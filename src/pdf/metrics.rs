//! Glyph widths for the standard Helvetica faces and text encoding.
//!
//! Standard fonts are not embedded, so their advance widths have to be known up
//! front to right-align and centre text. Only printable ASCII is ever drawn; it is
//! identical in WinAnsiEncoding.

/// First and last character codes with known widths.
pub const FIRST_CHAR: u8 = 32;
pub const LAST_CHAR: u8 = 126;

/// Helvetica (and Helvetica-Oblique) advance widths for codes 32..=126, in
/// thousandths of an em.
pub const HELVETICA_WIDTHS: [u16; 95] = [
    278, 278, 355, 556, 556, 889, 667, 191, 333, 333, 389, 584, 278, 333, 278, 278, // ' '..'/'
    556, 556, 556, 556, 556, 556, 556, 556, 556, 556, 278, 278, 584, 584, 584, 556, // '0'..'?'
    1015, 667, 667, 722, 722, 667, 611, 778, 722, 278, 500, 667, 556, 833, 722, 778, // '@'..'O'
    667, 778, 722, 667, 611, 722, 667, 944, 667, 667, 611, 278, 278, 278, 469, 556, // 'P'..'_'
    333, 556, 556, 500, 556, 556, 278, 556, 556, 222, 222, 500, 222, 833, 556, 556, // '`'..'o'
    556, 556, 333, 500, 278, 556, 500, 722, 500, 500, 500, 334, 260, 334, 584, // 'p'..'~'
];

/// Encode text as single-byte character codes, replacing anything outside
/// printable ASCII with `?`.
pub fn encode(text: &str) -> Vec<u8> {
    text.chars()
        .map(|c| match u8::try_from(c) {
            Ok(b) if (FIRST_CHAR..=LAST_CHAR).contains(&b) => b,
            _ => b'?',
        })
        .collect()
}

/// Index into a width table for an already-encoded byte.
pub fn width_index(code: u8) -> usize {
    (code.clamp(FIRST_CHAR, LAST_CHAR) - FIRST_CHAR) as usize
}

§ **YOUR OBJECTIVE**: Find every line in the records above that contains the word "advance", and copy each one.

§ **FINISHED TASK**:
//! Standard fonts are not embedded, so their advance widths have to be known up
/// Helvetica (and Helvetica-Oblique) advance widths for codes 32..=126, in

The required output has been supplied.